▶ [Entries supplied]

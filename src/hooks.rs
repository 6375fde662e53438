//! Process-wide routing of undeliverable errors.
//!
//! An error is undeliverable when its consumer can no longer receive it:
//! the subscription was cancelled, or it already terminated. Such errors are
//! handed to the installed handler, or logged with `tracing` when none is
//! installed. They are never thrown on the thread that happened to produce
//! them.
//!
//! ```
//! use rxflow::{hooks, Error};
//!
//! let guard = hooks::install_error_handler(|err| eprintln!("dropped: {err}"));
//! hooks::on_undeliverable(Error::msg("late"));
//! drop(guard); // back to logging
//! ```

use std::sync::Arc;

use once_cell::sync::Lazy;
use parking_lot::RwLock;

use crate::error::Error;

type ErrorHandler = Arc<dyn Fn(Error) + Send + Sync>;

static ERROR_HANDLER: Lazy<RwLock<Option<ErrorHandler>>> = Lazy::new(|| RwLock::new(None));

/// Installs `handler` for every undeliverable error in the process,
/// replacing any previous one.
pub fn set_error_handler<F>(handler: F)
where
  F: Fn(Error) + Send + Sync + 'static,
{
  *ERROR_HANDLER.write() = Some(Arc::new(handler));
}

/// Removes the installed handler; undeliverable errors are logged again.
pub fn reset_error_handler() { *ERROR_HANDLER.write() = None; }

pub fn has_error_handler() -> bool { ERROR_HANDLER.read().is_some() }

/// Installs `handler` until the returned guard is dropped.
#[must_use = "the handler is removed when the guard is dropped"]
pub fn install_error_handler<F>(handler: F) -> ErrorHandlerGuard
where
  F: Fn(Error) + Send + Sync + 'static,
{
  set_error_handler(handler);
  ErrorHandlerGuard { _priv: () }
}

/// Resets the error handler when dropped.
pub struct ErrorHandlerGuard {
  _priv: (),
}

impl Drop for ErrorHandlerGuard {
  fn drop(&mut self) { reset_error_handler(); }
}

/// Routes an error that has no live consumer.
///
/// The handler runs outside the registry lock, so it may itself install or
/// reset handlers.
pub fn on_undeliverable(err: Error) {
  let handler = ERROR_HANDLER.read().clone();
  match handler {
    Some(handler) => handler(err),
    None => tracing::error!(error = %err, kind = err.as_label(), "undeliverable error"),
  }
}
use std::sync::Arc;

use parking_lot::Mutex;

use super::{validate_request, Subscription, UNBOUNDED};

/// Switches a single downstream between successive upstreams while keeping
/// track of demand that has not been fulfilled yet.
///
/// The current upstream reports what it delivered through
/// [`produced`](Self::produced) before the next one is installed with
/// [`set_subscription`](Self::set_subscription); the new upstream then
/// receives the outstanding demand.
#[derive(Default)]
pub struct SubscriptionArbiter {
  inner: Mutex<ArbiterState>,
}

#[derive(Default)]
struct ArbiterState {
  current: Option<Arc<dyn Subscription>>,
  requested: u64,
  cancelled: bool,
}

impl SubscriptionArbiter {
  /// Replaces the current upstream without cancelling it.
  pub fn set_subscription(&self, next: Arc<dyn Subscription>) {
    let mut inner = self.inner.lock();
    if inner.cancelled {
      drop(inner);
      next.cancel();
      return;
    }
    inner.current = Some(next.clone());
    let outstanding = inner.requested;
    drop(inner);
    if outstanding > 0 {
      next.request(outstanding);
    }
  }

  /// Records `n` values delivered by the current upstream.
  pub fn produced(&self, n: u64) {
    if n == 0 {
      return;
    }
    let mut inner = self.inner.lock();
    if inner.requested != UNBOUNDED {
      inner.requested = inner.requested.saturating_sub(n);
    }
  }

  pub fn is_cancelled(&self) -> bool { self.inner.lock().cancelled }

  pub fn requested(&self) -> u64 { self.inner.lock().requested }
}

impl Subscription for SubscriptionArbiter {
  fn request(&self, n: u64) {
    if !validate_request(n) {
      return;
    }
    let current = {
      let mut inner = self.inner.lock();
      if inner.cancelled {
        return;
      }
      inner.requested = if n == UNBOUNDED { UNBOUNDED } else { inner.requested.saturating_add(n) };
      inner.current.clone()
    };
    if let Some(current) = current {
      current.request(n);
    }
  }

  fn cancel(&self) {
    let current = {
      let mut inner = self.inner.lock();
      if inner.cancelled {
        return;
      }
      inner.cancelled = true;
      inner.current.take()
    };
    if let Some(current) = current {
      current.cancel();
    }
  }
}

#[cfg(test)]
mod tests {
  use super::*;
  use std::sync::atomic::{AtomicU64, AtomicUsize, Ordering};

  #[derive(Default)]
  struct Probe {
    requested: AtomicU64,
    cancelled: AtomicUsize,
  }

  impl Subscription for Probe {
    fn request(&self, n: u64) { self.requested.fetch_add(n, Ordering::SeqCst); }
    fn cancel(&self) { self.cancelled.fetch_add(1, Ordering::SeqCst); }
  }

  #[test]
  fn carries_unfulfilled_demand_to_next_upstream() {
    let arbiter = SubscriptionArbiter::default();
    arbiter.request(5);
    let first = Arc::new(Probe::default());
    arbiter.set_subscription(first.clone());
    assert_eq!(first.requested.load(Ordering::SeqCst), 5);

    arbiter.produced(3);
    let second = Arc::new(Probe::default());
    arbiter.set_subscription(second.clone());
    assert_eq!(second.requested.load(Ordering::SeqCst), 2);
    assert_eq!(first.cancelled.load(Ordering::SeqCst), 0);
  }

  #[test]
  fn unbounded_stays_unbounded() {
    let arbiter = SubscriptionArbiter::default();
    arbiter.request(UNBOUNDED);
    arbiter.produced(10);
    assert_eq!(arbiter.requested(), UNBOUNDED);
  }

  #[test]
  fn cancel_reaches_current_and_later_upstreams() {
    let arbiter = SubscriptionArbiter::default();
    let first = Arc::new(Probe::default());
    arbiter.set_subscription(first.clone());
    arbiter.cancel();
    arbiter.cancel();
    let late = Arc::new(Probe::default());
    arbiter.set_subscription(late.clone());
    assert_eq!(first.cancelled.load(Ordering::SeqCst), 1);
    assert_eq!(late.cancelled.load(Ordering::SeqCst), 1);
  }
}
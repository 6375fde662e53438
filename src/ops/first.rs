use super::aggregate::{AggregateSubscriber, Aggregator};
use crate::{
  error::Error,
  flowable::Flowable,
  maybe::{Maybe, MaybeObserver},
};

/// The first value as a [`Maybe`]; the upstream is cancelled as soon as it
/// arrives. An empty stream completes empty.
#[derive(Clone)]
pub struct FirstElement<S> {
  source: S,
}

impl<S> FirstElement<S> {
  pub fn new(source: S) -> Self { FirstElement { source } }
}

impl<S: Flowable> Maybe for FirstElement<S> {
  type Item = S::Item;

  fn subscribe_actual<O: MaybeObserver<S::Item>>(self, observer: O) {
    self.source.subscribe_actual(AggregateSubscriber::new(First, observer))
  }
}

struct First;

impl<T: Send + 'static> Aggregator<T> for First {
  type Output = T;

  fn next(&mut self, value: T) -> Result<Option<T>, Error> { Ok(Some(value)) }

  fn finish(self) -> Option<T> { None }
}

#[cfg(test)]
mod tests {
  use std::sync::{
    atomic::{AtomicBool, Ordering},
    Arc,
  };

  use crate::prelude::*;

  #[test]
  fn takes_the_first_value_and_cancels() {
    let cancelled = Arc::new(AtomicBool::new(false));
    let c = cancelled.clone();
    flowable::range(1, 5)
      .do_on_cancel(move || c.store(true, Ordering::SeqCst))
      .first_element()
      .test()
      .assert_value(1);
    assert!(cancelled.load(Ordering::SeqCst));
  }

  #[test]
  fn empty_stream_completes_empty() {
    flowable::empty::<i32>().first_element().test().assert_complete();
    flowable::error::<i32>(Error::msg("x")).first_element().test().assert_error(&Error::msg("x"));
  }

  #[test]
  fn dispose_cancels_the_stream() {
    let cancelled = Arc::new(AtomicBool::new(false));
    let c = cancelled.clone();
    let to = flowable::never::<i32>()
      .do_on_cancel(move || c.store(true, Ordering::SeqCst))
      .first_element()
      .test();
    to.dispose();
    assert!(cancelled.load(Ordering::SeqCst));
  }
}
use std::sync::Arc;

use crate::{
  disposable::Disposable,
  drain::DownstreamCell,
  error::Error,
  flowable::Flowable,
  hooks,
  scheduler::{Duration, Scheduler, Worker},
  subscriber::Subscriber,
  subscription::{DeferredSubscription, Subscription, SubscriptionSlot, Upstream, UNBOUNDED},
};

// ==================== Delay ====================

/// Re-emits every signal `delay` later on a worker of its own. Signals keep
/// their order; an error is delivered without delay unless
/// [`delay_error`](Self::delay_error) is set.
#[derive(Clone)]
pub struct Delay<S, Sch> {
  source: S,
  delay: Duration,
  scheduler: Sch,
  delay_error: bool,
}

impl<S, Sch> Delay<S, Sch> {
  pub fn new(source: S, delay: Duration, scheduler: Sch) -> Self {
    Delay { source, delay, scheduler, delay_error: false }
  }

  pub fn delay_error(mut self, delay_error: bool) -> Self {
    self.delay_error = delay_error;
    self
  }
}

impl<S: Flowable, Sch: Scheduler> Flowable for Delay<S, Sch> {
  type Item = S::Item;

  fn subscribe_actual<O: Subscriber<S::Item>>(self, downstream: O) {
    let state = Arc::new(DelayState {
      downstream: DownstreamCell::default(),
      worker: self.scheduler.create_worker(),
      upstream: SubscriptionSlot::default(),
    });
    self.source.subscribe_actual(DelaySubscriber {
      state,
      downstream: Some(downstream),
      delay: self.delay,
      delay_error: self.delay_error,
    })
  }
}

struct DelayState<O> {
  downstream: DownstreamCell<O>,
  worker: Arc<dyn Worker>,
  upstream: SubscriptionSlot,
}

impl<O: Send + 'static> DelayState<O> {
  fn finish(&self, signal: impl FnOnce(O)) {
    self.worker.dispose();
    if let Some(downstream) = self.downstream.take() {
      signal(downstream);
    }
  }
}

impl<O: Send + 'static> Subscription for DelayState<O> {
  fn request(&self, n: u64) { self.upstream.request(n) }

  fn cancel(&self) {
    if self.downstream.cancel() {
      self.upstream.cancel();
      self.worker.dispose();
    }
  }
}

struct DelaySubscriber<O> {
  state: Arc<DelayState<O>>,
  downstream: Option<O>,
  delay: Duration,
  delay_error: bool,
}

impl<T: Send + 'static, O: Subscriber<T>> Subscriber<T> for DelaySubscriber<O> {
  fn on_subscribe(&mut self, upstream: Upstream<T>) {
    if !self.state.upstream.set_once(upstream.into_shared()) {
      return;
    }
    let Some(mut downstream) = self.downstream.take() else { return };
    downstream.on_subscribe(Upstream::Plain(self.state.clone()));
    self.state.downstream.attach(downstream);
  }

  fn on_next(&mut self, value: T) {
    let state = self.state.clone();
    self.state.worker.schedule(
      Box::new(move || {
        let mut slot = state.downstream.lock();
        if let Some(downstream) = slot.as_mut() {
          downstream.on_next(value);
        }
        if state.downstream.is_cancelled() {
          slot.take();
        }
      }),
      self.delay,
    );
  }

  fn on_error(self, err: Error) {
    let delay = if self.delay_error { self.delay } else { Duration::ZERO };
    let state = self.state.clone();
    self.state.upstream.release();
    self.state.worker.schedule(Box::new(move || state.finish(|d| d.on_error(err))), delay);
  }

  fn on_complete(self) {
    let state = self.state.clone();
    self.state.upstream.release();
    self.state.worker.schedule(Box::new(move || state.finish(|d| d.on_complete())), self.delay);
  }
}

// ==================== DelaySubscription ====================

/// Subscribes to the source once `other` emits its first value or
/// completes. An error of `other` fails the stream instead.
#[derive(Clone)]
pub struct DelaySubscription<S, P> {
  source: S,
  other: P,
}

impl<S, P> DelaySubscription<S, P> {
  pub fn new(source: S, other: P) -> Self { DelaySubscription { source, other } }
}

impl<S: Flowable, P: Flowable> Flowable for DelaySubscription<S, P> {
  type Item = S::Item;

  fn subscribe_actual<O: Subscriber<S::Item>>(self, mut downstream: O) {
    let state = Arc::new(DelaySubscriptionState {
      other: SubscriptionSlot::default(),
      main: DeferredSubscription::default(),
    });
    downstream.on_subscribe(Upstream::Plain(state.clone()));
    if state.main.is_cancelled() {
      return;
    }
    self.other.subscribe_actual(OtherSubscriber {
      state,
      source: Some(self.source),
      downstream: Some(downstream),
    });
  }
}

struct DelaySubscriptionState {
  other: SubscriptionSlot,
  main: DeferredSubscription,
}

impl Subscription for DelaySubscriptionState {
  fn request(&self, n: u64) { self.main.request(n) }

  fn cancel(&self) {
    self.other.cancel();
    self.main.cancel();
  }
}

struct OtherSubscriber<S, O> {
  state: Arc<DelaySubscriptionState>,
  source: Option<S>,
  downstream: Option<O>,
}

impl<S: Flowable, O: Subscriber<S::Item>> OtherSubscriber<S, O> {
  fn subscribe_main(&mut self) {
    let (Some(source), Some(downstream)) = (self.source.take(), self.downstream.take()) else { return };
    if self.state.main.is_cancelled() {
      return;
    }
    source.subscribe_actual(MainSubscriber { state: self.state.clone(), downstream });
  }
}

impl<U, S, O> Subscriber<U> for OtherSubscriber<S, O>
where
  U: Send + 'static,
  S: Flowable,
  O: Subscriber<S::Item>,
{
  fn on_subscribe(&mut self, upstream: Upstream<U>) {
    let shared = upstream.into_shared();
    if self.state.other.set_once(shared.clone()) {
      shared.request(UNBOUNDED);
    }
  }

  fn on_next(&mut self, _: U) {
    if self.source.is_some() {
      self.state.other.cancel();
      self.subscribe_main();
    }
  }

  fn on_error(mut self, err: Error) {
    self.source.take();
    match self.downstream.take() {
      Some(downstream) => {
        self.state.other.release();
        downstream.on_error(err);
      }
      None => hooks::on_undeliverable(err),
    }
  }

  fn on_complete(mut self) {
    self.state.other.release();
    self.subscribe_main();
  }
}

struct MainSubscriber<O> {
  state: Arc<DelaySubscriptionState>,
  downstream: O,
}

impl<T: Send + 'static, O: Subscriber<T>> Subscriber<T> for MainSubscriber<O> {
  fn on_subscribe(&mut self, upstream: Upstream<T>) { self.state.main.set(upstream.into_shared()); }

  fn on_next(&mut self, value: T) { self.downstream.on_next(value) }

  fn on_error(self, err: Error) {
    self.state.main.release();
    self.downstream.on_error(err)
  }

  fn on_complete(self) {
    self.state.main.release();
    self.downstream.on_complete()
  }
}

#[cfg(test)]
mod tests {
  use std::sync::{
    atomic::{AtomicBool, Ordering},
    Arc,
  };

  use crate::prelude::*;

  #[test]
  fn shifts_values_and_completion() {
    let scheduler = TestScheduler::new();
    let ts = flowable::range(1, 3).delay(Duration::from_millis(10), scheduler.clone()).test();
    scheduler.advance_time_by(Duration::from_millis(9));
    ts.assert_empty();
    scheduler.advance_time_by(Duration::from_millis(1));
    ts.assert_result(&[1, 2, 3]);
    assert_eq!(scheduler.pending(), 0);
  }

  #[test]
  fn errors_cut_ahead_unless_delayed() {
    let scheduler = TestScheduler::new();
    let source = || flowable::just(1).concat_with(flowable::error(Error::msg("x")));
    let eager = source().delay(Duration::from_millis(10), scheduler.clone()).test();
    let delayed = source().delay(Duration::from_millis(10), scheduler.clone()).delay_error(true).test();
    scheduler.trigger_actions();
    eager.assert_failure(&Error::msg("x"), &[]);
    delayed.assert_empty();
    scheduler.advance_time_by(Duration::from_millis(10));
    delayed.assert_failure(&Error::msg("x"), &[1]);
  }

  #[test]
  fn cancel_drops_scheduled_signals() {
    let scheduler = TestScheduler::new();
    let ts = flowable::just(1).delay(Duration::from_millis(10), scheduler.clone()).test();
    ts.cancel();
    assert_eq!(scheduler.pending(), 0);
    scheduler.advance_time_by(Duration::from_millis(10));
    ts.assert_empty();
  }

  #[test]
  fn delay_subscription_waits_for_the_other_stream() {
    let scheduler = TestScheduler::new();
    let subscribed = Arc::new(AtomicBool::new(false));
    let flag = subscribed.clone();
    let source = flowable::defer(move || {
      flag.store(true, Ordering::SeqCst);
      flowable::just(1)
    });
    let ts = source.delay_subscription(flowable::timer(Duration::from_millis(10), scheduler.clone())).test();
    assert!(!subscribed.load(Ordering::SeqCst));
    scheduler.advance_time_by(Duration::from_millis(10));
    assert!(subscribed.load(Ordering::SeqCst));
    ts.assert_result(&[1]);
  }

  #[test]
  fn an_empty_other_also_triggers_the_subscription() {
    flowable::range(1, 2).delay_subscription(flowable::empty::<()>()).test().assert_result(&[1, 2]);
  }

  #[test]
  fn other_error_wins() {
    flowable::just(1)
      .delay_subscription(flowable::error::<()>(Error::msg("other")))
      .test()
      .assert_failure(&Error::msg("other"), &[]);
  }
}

▶ [Instructions for the task] Nothing but the lines above from the one containing "error is undeliverable" through the one containing "pub fn has_error_handler()" should appear in the answer, each repeated exactly.

▶ [Finished task]
//! An error is undeliverable when its consumer can no longer receive it:
//! the subscription was cancelled, or it already terminated. Such errors are
//! handed to the installed handler, or logged with `tracing` when none is
//! installed. They are never thrown on the thread that happened to produce
//! them.
//!
//! ```
//! use rxflow::{hooks, Error};
//!
//! let guard = hooks::install_error_handler(|err| eprintln!("dropped: {err}"));
//! hooks::on_undeliverable(Error::msg("late"));
//! drop(guard); // back to logging
//! ```

use std::sync::Arc;

use once_cell::sync::Lazy;
use parking_lot::RwLock;

use crate::error::Error;

type ErrorHandler = Arc<dyn Fn(Error) + Send + Sync>;

static ERROR_HANDLER: Lazy<RwLock<Option<ErrorHandler>>> = Lazy::new(|| RwLock::new(None));

/// Installs `handler` for every undeliverable error in the process,
/// replacing any previous one.
pub fn set_error_handler<F>(handler: F)
where
  F: Fn(Error) + Send + Sync + 'static,
{
  *ERROR_HANDLER.write() = Some(Arc::new(handler));
}

/// Removes the installed handler; undeliverable errors are logged again.
pub fn reset_error_handler() { *ERROR_HANDLER.write() = None; }

pub fn has_error_handler() -> bool { ERROR_HANDLER.read().is_some() }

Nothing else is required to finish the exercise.